Vistra Energy of Texas, owners of the long closed Morro Bay Power Plant, is proposing to build a 600 megawatt Battery Energy Storage System or BESS on some 22 acres of the over 100-acre power plant property. It would go where several huge oil storage tanks used to be situated back when the plant burned fuel oil and diesel. The plant switched over to natural gas in the mid-1990s and the oil tanks were removed around 2011.

“Signature collecting is going very well and we are super impressed with the energy exuded by our volunteers canvassing neighborhoods,” reads an update by Judy Setting with the ballot measure group, Preserve Estero Bay. “If you haven’t joined in, please do! Let’s keep those pens moving!”

She added, “Initiatives are available at Buttercup on Tuesdays at 10 a.m. You can sign, volunteer to collect signatures or sit and chat.”

The group meets at 10 a.m. Tuesdays at the Buttercup Bakery, 430 Morro Bay Blvd. Volunteers also man an information/sign-up booth from 2-4 p.m.
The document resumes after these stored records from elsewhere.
use log::{debug, error, info, log_enabled, warn, Level};

/// Initializes the logger with the `env_logger` crate.
///
/// Defaults to `warn` so the report table stays clean; set `RUST_LOG=debug`
/// to see every frame on the wire.
pub fn init_logger() {
    env_logger::Builder::from_env(env_logger::Env::default().default_filter_or("warn"))
        .format_timestamp_millis()
        .init();
}

/// Like [`init_logger`], but safe to call more than once (tests).
pub fn try_init_logger() -> bool {
    env_logger::Builder::from_env(env_logger::Env::default().default_filter_or("warn"))
        .is_test(true)
        .try_init()
        .is_ok()
}

/// Logs an error message.
pub fn log_error(message: &str) {
    if log_enabled!(Level::Error) {
        error!("{message}");
    }
}

/// Logs a warning message.
pub fn log_warn(message: &str) {
    if log_enabled!(Level::Warn) {
        warn!("{message}");
    }
}

/// Logs an informational message.
pub fn log_info(message: &str) {
    if log_enabled!(Level::Info) {
        info!("{message}");
    }
}

/// Logs a debug message.
pub fn log_debug(message: &str) {
    if log_enabled!(Level::Debug) {
        debug!("{message}");
    }
}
Thursdays at Spencer’s Market, 2650 N. Main St.; and Saturdays at Albertson’s Market, 730 Quintana Rd., from noon-2 p.m., in addition to volunteers going door-to-door.

The ballot measure, which has yet to be given an official name, was given a title and summary by the City Attorney’s Office back on May 16. According to City Clerk Dana Swanson, the proponents have 180 days or until the middle of October to collect 815 valid signatures of registered Morro Bay voters. Anyone outside of Morro Bay, no matter how strongly they might feel about the BESS project, is ineligible to sign the petition, let alone vote on it.

Once the petitions are turned in, the City Clerk will validate the signatures and then present it to the City Council. That’s when the first big decision will have to be made.

“The Council can either call an election,” Swanson told Estero Bay News, “or adopt the ordinance as presented.”

“The Council,” Swanson added, “may also request a report of the effects of the proposed initiative in accordance with Election Code §9212, that would be presented to the Council at the time prescribed by the legislative body but no later than 30 days after the results are certified. At the time the election is called, dates are established for filing of arguments for and against the initiative, as well as the City Attorney’s impartial analysis, all of which are printed in the voters’ guide.”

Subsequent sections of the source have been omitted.